Please count, in the material below, each line containing "SeedQueryPage", and report only the number.

□ □ □ □

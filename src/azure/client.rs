//! ARM Client
//!
//! Main client for Azure Resource Manager, combining authentication and HTTP
//! functionality. Implements [`ResourceBackend`] for the crawl engine.

use super::auth::AzureCredentials;
use super::cloud::CloudEnvironment;
use super::http::ArmHttpClient;
use crate::error::ApiError;
use crate::resource::{ChildPage, ResourceBackend, SeedQueryPage, SeedQueryRequest};
use async_trait::async_trait;
use serde_json::{json, Map, Value};
use url::Url;

/// Resource Graph API version used for the seed query
pub const RESOURCE_GRAPH_API_VERSION: &str = "2021-03-01";

/// Resources API version used for resource group lookups
pub const RESOURCE_GROUP_API_VERSION: &str = "2021-04-01";

/// Main ARM client
#[derive(Clone)]
pub struct ArmClient {
    pub credentials: AzureCredentials,
    pub http: ArmHttpClient,
    pub subscription_id: String,
    endpoint: String,
}

impl ArmClient {
    /// Create a new ARM client for `subscription_id` in `cloud`
    pub fn new(
        subscription_id: &str,
        credentials: AzureCredentials,
        cloud: CloudEnvironment,
    ) -> Result<Self, ApiError> {
        Ok(Self {
            credentials,
            http: ArmHttpClient::new()?,
            subscription_id: subscription_id.to_string(),
            endpoint: cloud.resource_manager_endpoint().to_string(),
        })
    }

    /// Point the client at a different Resource Manager endpoint
    pub fn with_endpoint(mut self, endpoint: &str) -> Self {
        self.endpoint = endpoint.trim_end_matches('/').to_string();
        self
    }

    async fn get_token(&self) -> Result<String, ApiError> {
        self.credentials
            .get_token()
            .await
            .map_err(|e| ApiError::Auth(format!("{e:#}")))
    }

    async fn refresh_token(&self) -> Result<String, ApiError> {
        tracing::debug!("Token rejected, refreshing");
        self.credentials
            .refresh_token()
            .await
            .map_err(|e| ApiError::Auth(format!("{e:#}")))
    }

    /// Make a GET request to ARM, retrying once with a fresh token on 401
    pub async fn get(&self, url: &str) -> Result<Value, ApiError> {
        let token = self.get_token().await?;
        match self.http.get(url, &token).await {
            Err(e) if e.status() == Some(401) => {
                let token = self.refresh_token().await?;
                self.http.get(url, &token).await
            }
            other => other,
        }
    }

    /// Make a POST request to ARM, retrying once with a fresh token on 401
    pub async fn post(&self, url: &str, body: &Value) -> Result<Value, ApiError> {
        let token = self.get_token().await?;
        match self.http.post(url, &token, body).await {
            Err(e) if e.status() == Some(401) => {
                let token = self.refresh_token().await?;
                self.http.post(url, &token, body).await
            }
            other => other,
        }
    }

    // =========================================================================
    // URL helpers
    // =========================================================================

    /// Build a Resource Manager URL
    pub fn resource_manager_url(&self, path: &str) -> String {
        format!("{}/{}", self.endpoint, path.trim_start_matches('/'))
    }

    /// Build the URL listing `resource_type` under `parent_id`
    pub fn list_child_url(
        &self,
        parent_id: &str,
        resource_type: &str,
        api_version: &str,
    ) -> Result<String, ApiError> {
        let raw = self.resource_manager_url(&format!(
            "{}/{}",
            parent_id.trim_matches('/'),
            resource_type.trim_matches('/')
        ));
        let mut url = Url::parse(&raw)
            .map_err(|e| ApiError::Decode(format!("invalid listing url {raw:?}: {e}")))?;
        url.query_pairs_mut().append_pair("api-version", api_version);
        Ok(url.to_string())
    }

    /// Build the Resource Graph query URL
    pub fn resource_graph_url(&self) -> String {
        self.resource_manager_url(&format!(
            "providers/Microsoft.ResourceGraph/resources?api-version={}",
            RESOURCE_GRAPH_API_VERSION
        ))
    }

    /// Build the URL of a resource group in the client's subscription
    pub fn resource_group_url(&self, name: &str) -> String {
        self.resource_manager_url(&format!(
            "subscriptions/{}/resourcegroups/{}?api-version={}",
            urlencoding::encode(&self.subscription_id),
            urlencoding::encode(name),
            RESOURCE_GROUP_API_VERSION
        ))
    }
}

/// Build the Resource Graph request body
fn seed_query_body(request: &SeedQueryRequest) -> Value {
    let mut options = Map::new();
    options.insert("resultFormat".to_string(), json!("objectArray"));
    options.insert("$top".to_string(), json!(request.top));
    if let Some(skip) = request.skip {
        options.insert("$skip".to_string(), json!(skip));
    }
    if let Some(token) = &request.skip_token {
        options.insert("$skipToken".to_string(), json!(token));
    }
    if let Some(filter) = request.authorization_scope_filter {
        options.insert("authorizationScopeFilter".to_string(), json!(filter));
    }

    json!({
        "subscriptions": request.subscriptions,
        "query": request.query,
        "options": Value::Object(options),
    })
}

fn parse_seed_page(response: Value) -> Result<SeedQueryPage, ApiError> {
    let items = match response.get("data") {
        Some(Value::Array(items)) => items.clone(),
        Some(_) => {
            return Err(ApiError::Decode(
                "query response data is not an object array".to_string(),
            ))
        }
        None => return Err(ApiError::Decode("query response has no data".to_string())),
    };

    let count = response
        .get("count")
        .and_then(|v| v.as_u64())
        .unwrap_or(items.len() as u64);

    Ok(SeedQueryPage {
        total_records: response
            .get("totalRecords")
            .and_then(|v| v.as_u64())
            .unwrap_or(count),
        count,
        skip_token: response
            .get("$skipToken")
            .and_then(|v| v.as_str())
            .filter(|s| !s.is_empty())
            .map(str::to_string),
        items,
    })
}

fn parse_child_page(response: Value) -> Result<ChildPage, ApiError> {
    let items = match response.get("value") {
        Some(Value::Array(items)) => items.clone(),
        None | Some(Value::Null) => Vec::new(),
        Some(_) => return Err(ApiError::Decode("listing value is not an array".to_string())),
    };

    Ok(ChildPage {
        items,
        next_link: response
            .get("nextLink")
            .and_then(|v| v.as_str())
            .filter(|s| !s.is_empty())
            .map(str::to_string),
    })
}

#[async_trait]
impl ResourceBackend for ArmClient {
    async fn query_resources(&self, request: &SeedQueryRequest) -> Result<SeedQueryPage, ApiError> {
        let response = self
            .post(&self.resource_graph_url(), &seed_query_body(request))
            .await?;
        parse_seed_page(response)
    }

    async fn list_children(
        &self,
        parent_id: &str,
        resource_type: &str,
        api_version: &str,
        next_link: Option<&str>,
    ) -> Result<ChildPage, ApiError> {
        let url = match next_link {
            Some(link) => link.to_string(),
            None => self.list_child_url(parent_id, resource_type, api_version)?,
        };
        let response = self.get(&url).await?;
        parse_child_page(response)
    }

    async fn get_resource_group(&self, name: &str) -> Result<Value, ApiError> {
        self.get(&self.resource_group_url(name)).await
    }
}

#[cfg(test)]
mod tests {
    use super::*;
    use crate::azure::auth::StaticTokenCredential;
    use crate::resource::AuthorizationScopeFilter;
    use std::sync::Arc;

    fn client() -> ArmClient {
        let credentials = AzureCredentials::new(
            Arc::new(StaticTokenCredential::new("t")),
            CloudEnvironment::Public,
        );
        ArmClient::new("0000", credentials, CloudEnvironment::Public).unwrap()
    }

    #[test]
    fn test_urls() {
        let client = client();
        assert_eq!(
            client.list_child_url("/subscriptions/0000/resourceGroups/rg1/providers/Microsoft.Network/virtualNetworks/vnet1", "SUBNETS", "2023-01-01").unwrap(),
            "https://management.azure.com/subscriptions/0000/resourceGroups/rg1/providers/Microsoft.Network/virtualNetworks/vnet1/SUBNETS?api-version=2023-01-01"
        );
        assert_eq!(
            client.resource_group_url("my rg"),
            "https://management.azure.com/subscriptions/0000/resourcegroups/my%20rg?api-version=2021-04-01"
        );
        let client = client.with_endpoint("http://127.0.0.1:8080/");
        assert_eq!(
            client.resource_graph_url(),
            "http://127.0.0.1:8080/providers/Microsoft.ResourceGraph/resources?api-version=2021-03-01"
        );
    }

    #[test]
    fn test_seed_query_body() {
        let body = seed_query_body(&SeedQueryRequest {
            query: "Resources | where true".to_string(),
            subscriptions: vec!["0000".to_string()],
            top: 1000,
            skip: Some(1000),
            skip_token: Some("tok".to_string()),
            authorization_scope_filter: Some(AuthorizationScopeFilter::AtScopeExact),
        });
        assert_eq!(body["options"]["$top"], 1000);
        assert_eq!(body["options"]["$skip"], 1000);
        assert_eq!(body["options"]["$skipToken"], "tok");
        assert_eq!(body["options"]["authorizationScopeFilter"], "AtScopeExact");
        assert_eq!(body["options"]["resultFormat"], "objectArray");
        assert_eq!(body["subscriptions"][0], "0000");
    }

    #[test]
    fn test_parse_pages() {
        let page = parse_seed_page(json!({"totalRecords": 3, "count": 1, "data": [{"id": "x"}], "$skipToken": "t"})).unwrap();
        assert_eq!((page.total_records, page.count, page.items.len()), (3, 1, 1));
        assert_eq!(page.skip_token.as_deref(), Some("t"));
        assert!(parse_seed_page(json!({"count": 0})).is_err());

        let page = parse_child_page(json!({"value": [], "nextLink": ""})).unwrap();
        assert!(page.next_link.is_none());
        let page = parse_child_page(json!({})).unwrap();
        assert!(page.items.is_empty());
        assert!(parse_child_page(json!({"value": 1})).is_err());
    }
}
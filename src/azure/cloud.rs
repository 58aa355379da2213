//! Azure cloud environments

use clap::ValueEnum;
use serde::{Deserialize, Serialize};
use std::fmt;

/// Sovereign cloud the subscription lives in
#[derive(Debug, Clone, Copy, PartialEq, Eq, Default, Serialize, Deserialize, ValueEnum)]
#[serde(rename_all = "lowercase")]
pub enum CloudEnvironment {
    #[default]
    Public,
    China,
    #[value(name = "usgovernment")]
    UsGovernment,
}

impl CloudEnvironment {
    /// Azure Resource Manager endpoint
    pub fn resource_manager_endpoint(&self) -> &'static str {
        match self {
            CloudEnvironment::Public => "https://management.azure.com",
            CloudEnvironment::China => "https://management.chinacloudapi.cn",
            CloudEnvironment::UsGovernment => "https://management.usgovcloudapi.net",
        }
    }

    /// Token audience for Resource Manager
    pub fn audience(&self) -> &'static str {
        match self {
            CloudEnvironment::Public => "https://management.core.windows.net/",
            CloudEnvironment::China => "https://management.core.chinacloudapi.cn/",
            CloudEnvironment::UsGovernment => "https://management.core.usgovcloudapi.net/",
        }
    }

    /// Microsoft Entra login authority host
    pub fn authority_host(&self) -> &'static str {
        match self {
            CloudEnvironment::Public => "https://login.microsoftonline.com",
            CloudEnvironment::China => "https://login.chinacloudapi.cn",
            CloudEnvironment::UsGovernment => "https://login.microsoftonline.us",
        }
    }
}

impl fmt::Display for CloudEnvironment {
    fn fmt(&self, f: &mut fmt::Formatter<'_>) -> fmt::Result {
        let name = match self {
            CloudEnvironment::Public => "public",
            CloudEnvironment::China => "china",
            CloudEnvironment::UsGovernment => "usgovernment",
        };
        f.write_str(name)
    }
}
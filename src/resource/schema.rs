//! Resource type hierarchy index
//!
//! Turns the flat `type path -> api versions` snapshot into a navigable
//! hierarchy. Every entry is reachable by its full uppercased path, and every
//! entry whose parent type is also in the snapshot is linked into that
//! parent's children under its last path segment.

use crate::error::{Error, Result};
use std::collections::{BTreeMap, HashMap};
use std::path::Path;

/// Flat snapshot as shipped: full type path to ordered api versions
pub type SchemaSnapshot = BTreeMap<String, Vec<String>>;

#[derive(Debug, Clone)]
struct SchemaNode {
    path: String,
    versions: Vec<String>,
    children: BTreeMap<String, usize>,
}

/// Immutable resource type hierarchy, safe to share across crawl tasks.
#[derive(Debug, Clone, Default)]
pub struct SchemaTree {
    nodes: Vec<SchemaNode>,
    index: HashMap<String, usize>,
}

/// A borrowed view of one node in a [`SchemaTree`]
#[derive(Debug, Clone, Copy)]
pub struct SchemaEntry<'a> {
    tree: &'a SchemaTree,
    node: usize,
}

impl PartialEq for SchemaEntry<'_> {
    fn eq(&self, other: &Self) -> bool {
        std::ptr::eq(self.tree, other.tree) && self.node == other.node
    }
}

impl<'a> SchemaEntry<'a> {
    fn inner(&self) -> &'a SchemaNode {
        &self.tree.nodes[self.node]
    }

    /// Uppercased full type path
    pub fn path(&self) -> &'a str {
        &self.inner().path
    }

    pub fn versions(&self) -> &'a [String] {
        &self.inner().versions
    }

    /// The last listed version. No semantic ordering is applied: the
    /// snapshot is expected to be sorted upstream.
    pub fn latest_version(&self) -> Option<&'a str> {
        self.inner().versions.last().map(String::as_str)
    }

    /// Direct children keyed by their uppercased last segment
    pub fn children(&self) -> impl Iterator<Item = (&'a str, SchemaEntry<'a>)> + 'a {
        let tree = self.tree;
        self.inner()
            .children
            .iter()
            .map(move |(name, &node)| (name.as_str(), SchemaEntry { tree, node }))
    }

    pub fn child(&self, name: &str) -> Option<SchemaEntry<'a>> {
        self.inner()
            .children
            .get(&name.to_uppercase())
            .map(|&node| SchemaEntry {
                tree: self.tree,
                node,
            })
    }
}

impl SchemaTree {
    /// Build the hierarchy from a flat snapshot.
    ///
    /// Fails without building anything if a type path has fewer than two
    /// segments or no api versions.
    pub fn build(snapshot: SchemaSnapshot) -> Result<Self> {
        let mut remaining = normalize_trailing_slashes(snapshot);

        for (rt, versions) in &remaining {
            let segs: Vec<&str> = rt.split('/').collect();
            if segs.len() < 2 || segs.iter().any(|s| s.is_empty()) {
                return Err(Error::schema(format!("malformed resource type: {rt}")));
            }
            if versions.is_empty() {
                return Err(Error::schema(format!("no api versions for resource type: {rt}")));
            }
        }

        let mut tree = SchemaTree::default();
        let mut level = 2;

        // Each level is a self-contained batch whose parents were all created
        // by the previous batch, so the result does not depend on input order.
        while !remaining.is_empty() {
            let batch: Vec<String> = remaining
                .keys()
                .filter(|rt| rt.split('/').count() == level)
                .cloned()
                .collect();

            for rt in batch {
                let Some(versions) = remaining.remove(&rt) else {
                    continue;
                };
                // Casing is not consistent between parent and child types in the snapshot
                let upper = rt.to_uppercase();
                let segs: Vec<&str> = upper.split('/').collect();
                let parent_path = segs[..level - 1].join("/");
                let child_name = segs[level - 1].to_string();

                let node = match tree.index.get(&upper) {
                    // Two keys differing only in case collapse into one node
                    Some(&existing) => {
                        let versions = merge_versions(&tree.nodes[existing].versions, &versions);
                        tree.nodes[existing].versions = versions;
                        existing
                    }
                    None => {
                        tree.nodes.push(SchemaNode {
                            path: upper.clone(),
                            versions,
                            children: BTreeMap::new(),
                        });
                        let node = tree.nodes.len() - 1;
                        tree.index.insert(upper.clone(), node);
                        node
                    }
                };

                // Parent types are not guaranteed to be in the snapshot
                if let Some(&parent) = tree.index.get(&parent_path) {
                    tree.nodes[parent].children.insert(child_name, node);
                }
            }

            level += 1;
        }

        tracing::debug!("Schema tree built with {} resource types", tree.len());
        Ok(tree)
    }

    /// Parse a JSON snapshot and build the hierarchy
    pub fn from_json(content: &str) -> Result<Self> {
        let snapshot: SchemaSnapshot = serde_json::from_str(content)?;
        Self::build(snapshot)
    }

    /// Load the snapshot file at `path` and build the hierarchy
    pub fn load(path: &Path) -> Result<Self> {
        let content = std::fs::read_to_string(path).map_err(|e| {
            Error::configuration(format!("reading schema snapshot {}: {e}", path.display()))
        })?;
        Self::from_json(&content)
    }

    /// Look up an entry by type path, case-insensitively; a leading `/` is ignored
    pub fn get(&self, type_path: &str) -> Option<SchemaEntry<'_>> {
        let key = type_path.trim_start_matches('/').to_uppercase();
        self.index
            .get(&key)
            .map(|&node| SchemaEntry { tree: self, node })
    }

    pub fn contains(&self, type_path: &str) -> bool {
        self.get(type_path).is_some()
    }

    pub fn len(&self) -> usize {
        self.nodes.len()
    }

    pub fn is_empty(&self) -> bool {
        self.nodes.is_empty()
    }

    /// All entries in path order
    pub fn entries(&self) -> impl Iterator<Item = SchemaEntry<'_>> + '_ {
        let mut ordered: Vec<(&String, &usize)> = self.index.iter().collect();
        ordered.sort();
        ordered
            .into_iter()
            .map(move |(_, &node)| SchemaEntry { tree: self, node })
    }
}

/// Merge legacy keys with a trailing slash (e.g. `Microsoft.Network/publicIPAddresses/`)
/// into their canonical key.
fn normalize_trailing_slashes(mut snapshot: SchemaSnapshot) -> SchemaSnapshot {
    let legacy: Vec<String> = snapshot
        .keys()
        .filter(|rt| rt.ends_with('/'))
        .cloned()
        .collect();

    for rt in legacy {
        let Some(versions) = snapshot.remove(&rt) else {
            continue;
        };
        let canonical = rt.trim_end_matches('/').to_string();
        let merged = match snapshot.get(&canonical) {
            Some(existing) => merge_versions(existing, &versions),
            None => versions,
        };
        snapshot.insert(canonical, merged);
    }

    snapshot
}

fn merge_versions(a: &[String], b: &[String]) -> Vec<String> {
    let mut merged: Vec<String> = a.iter().chain(b).cloned().collect();
    merged.sort();
    merged.dedup();
    merged
}

#[cfg(test)]
mod tests {
    use super::*;

    fn snapshot(entries: &[(&str, &[&str])]) -> SchemaSnapshot {
        entries
            .iter()
            .map(|(rt, versions)| {
                (
                    rt.to_string(),
                    versions.iter().map(|v| v.to_string()).collect(),
                )
            })
            .collect()
    }

    #[test]
    fn test_build_links_children() {
        let tree = SchemaTree::build(snapshot(&[
            ("Microsoft.Network/virtualnetworks", &["v1", "v2"]),
            ("Microsoft.Network/virtualnetworks/subnets", &["v1", "v2"]),
            ("Microsoft.Network/virtualnetworks/subnets/foos", &["v1", "v2"]),
        ]))
        .unwrap();

        assert_eq!(tree.len(), 3);
        let vnet = tree.get("MICROSOFT.NETWORK/VIRTUALNETWORKS").unwrap();
        let subnet = vnet.child("SUBNETS").unwrap();
        assert_eq!(
            subnet,
            tree.get("MICROSOFT.NETWORK/VIRTUALNETWORKS/SUBNETS").unwrap()
        );
        assert_eq!(subnet.versions(), &["v1".to_string(), "v2".to_string()]);
        assert_eq!(subnet.latest_version(), Some("v2"));

        let foos = subnet.child("foos").unwrap();
        assert_eq!(foos.path(), "MICROSOFT.NETWORK/VIRTUALNETWORKS/SUBNETS/FOOS");
        assert_eq!(foos.children().count(), 0);
        assert_eq!(vnet.children().map(|(k, _)| k).collect::<Vec<_>>(), vec!["SUBNETS"]);
    }

    #[test]
    fn test_parent_missing_from_snapshot() {
        let tree = SchemaTree::build(snapshot(&[
            ("Microsoft.ExtendedLocation/customLocations", &["v1", "v2"]),
            ("Microsoft.ExtendedLocation/customLocations/resourceSyncRules", &["v1", "v2"]),
            ("Microsoft.Capacity/resourceProviders/locations/serviceLimits", &["v1"]),
        ]))
        .unwrap();

        assert_eq!(tree.len(), 3);
        assert!(tree.get("MICROSOFT.CAPACITY/RESOURCEPROVIDERS").is_none());
        let limits = tree
            .get("/Microsoft.Capacity/resourceProviders/locations/serviceLimits")
            .unwrap();
        assert_eq!(limits.latest_version(), Some("v1"));
        assert!(tree
            .get("MICROSOFT.EXTENDEDLOCATION/CUSTOMLOCATIONS")
            .unwrap()
            .child("RESOURCESYNCRULES")
            .is_some());
    }

    #[test]
    fn test_single_segment_is_rejected() {
        let err = SchemaTree::build(snapshot(&[("Foo", &["v1"])])).unwrap_err();
        assert!(matches!(err, Error::Schema(_)));
    }

    #[test]
    fn test_empty_versions_rejected() {
        let err = SchemaTree::build(snapshot(&[("Foo/bars", &[])])).unwrap_err();
        assert!(matches!(err, Error::Schema(_)));
    }

    #[test]
    fn test_trailing_slash_merged() {
        let tree = SchemaTree::build(snapshot(&[
            ("Microsoft.Network/publicIPAddresses", &["2020-01-01", "2022-01-01"]),
            ("Microsoft.Network/publicIPAddresses/", &["2021-01-01", "2022-01-01"]),
        ]))
        .unwrap();

        assert_eq!(tree.len(), 1);
        let entry = tree.get("microsoft.network/publicipaddresses").unwrap();
        assert_eq!(
            entry.versions(),
            &["2020-01-01".to_string(), "2021-01-01".to_string(), "2022-01-01".to_string()]
        );
    }

    #[test]
    fn test_trailing_slash_only_single_segment_rejected() {
        let err = SchemaTree::build(snapshot(&[("Foo/", &["v1"])])).unwrap_err();
        assert!(matches!(err, Error::Schema(_)));
    }

    #[test]
    fn test_latest_version_is_last_element() {
        let tree = SchemaTree::build(snapshot(&[("A/b", &["2023-01-01", "2019-01-01"])])).unwrap();
        assert_eq!(tree.get("A/B").unwrap().latest_version(), Some("2019-01-01"));
    }

    #[test]
    fn test_from_json() {
        let tree = SchemaTree::from_json(
            r#"{"Microsoft.Network/virtualnetworks": ["v1"], "Microsoft.Network/virtualnetworks/subnets": ["v1"]}"#,
        )
        .unwrap();
        assert_eq!(tree.entries().map(|e| e.path()).collect::<Vec<_>>(), vec![
            "MICROSOFT.NETWORK/VIRTUALNETWORKS",
            "MICROSOFT.NETWORK/VIRTUALNETWORKS/SUBNETS",
        ]);
        assert!(SchemaTree::from_json("[]").is_err());
    }
}
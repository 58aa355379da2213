//! Child resource crawler
//!
//! Breadth-first, level-synchronous expansion of a resource set into the
//! child resources that the seed query does not index. Each level gets its
//! own task pool and the next level starts only after it has drained; all
//! dedup happens on the caller's task between levels.

use super::backend::ResourceBackend;
use super::fetcher::list_resource;
use super::pool::TaskPool;
use super::schema::SchemaTree;
use super::types::{ErrorSet, ListError, ListResult, Resource, ResourceSet};
use crate::error::{Error, Result};
use std::sync::Arc;
use tokio_util::sync::CancellationToken;

/// Everything a crawl task needs, cheap to clone into each task
#[derive(Clone)]
pub struct CrawlContext {
    pub backend: Arc<dyn ResourceBackend>,
    pub schema: Arc<SchemaTree>,
    pub parallelism: usize,
    pub cancel: CancellationToken,
}

impl CrawlContext {
    pub fn new(backend: Arc<dyn ResourceBackend>, schema: Arc<SchemaTree>, parallelism: usize) -> Self {
        Self {
            backend,
            schema,
            parallelism,
            cancel: CancellationToken::new(),
        }
    }

    pub fn with_cancellation(mut self, cancel: CancellationToken) -> Self {
        self.cancel = cancel;
        self
    }
}

/// Recursively list the child resources of `resources`.
///
/// Returns the input merged with everything discovered, sorted by id, plus
/// the per-endpoint listing failures sorted by endpoint.
pub async fn list_child_resources(
    ctx: &CrawlContext,
    resources: Vec<Resource>,
) -> Result<(Vec<Resource>, Vec<ListError>)> {
    let mut found = ResourceSet::new();
    let mut errors = ErrorSet::new();

    let mut frontier: Vec<Resource> = resources
        .into_iter()
        .filter(|res| found.insert(res.clone()))
        .collect();

    let mut level = 0;
    while !frontier.is_empty() {
        level += 1;
        let mut pool: TaskPool<ListResult, Error> = TaskPool::new(ctx.parallelism);
        for parent in &frontier {
            submit_direct_children(ctx, &mut pool, parent);
        }
        let submitted = pool.len();

        let mut discovered = Vec::new();
        let mut discovered_errors = Vec::new();
        pool.wait(|result| {
            discovered.extend(result.resources);
            discovered_errors.extend(result.errors);
        })
        .await?;

        tracing::debug!(
            "Crawl level {}: {} parents, {} listings, {} resources, {} errors",
            level,
            frontier.len(),
            submitted,
            discovered.len(),
            discovered_errors.len()
        );

        frontier = discovered
            .into_iter()
            .filter(|res| found.insert(res.clone()))
            .collect();
        errors.extend(discovered_errors);
    }

    Ok((found.into_sorted(), errors.into_sorted()))
}

/// Queue one listing per child type the schema declares for `parent`
fn submit_direct_children(ctx: &CrawlContext, pool: &mut TaskPool<ListResult, Error>, parent: &Resource) {
    let route = parent.id.route_scope_string();
    let Some(entry) = ctx.schema.get(&route) else {
        return;
    };

    tracing::debug!("Listing direct child resources of {}", parent.id);
    for (child_type, child) in entry.children() {
        let Some(version) = child.latest_version() else {
            continue;
        };
        let backend = Arc::clone(&ctx.backend);
        let cancel = ctx.cancel.clone();
        let parent = parent.clone();
        let child_type = child_type.to_string();
        let version = version.to_string();
        pool.add_task(async move {
            list_resource(backend.as_ref(), &cancel, &parent, &child_type, &version, None).await
        });
    }
}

□ □ □ □

◆ OUTPUT OF THE EXERCISE ◆
4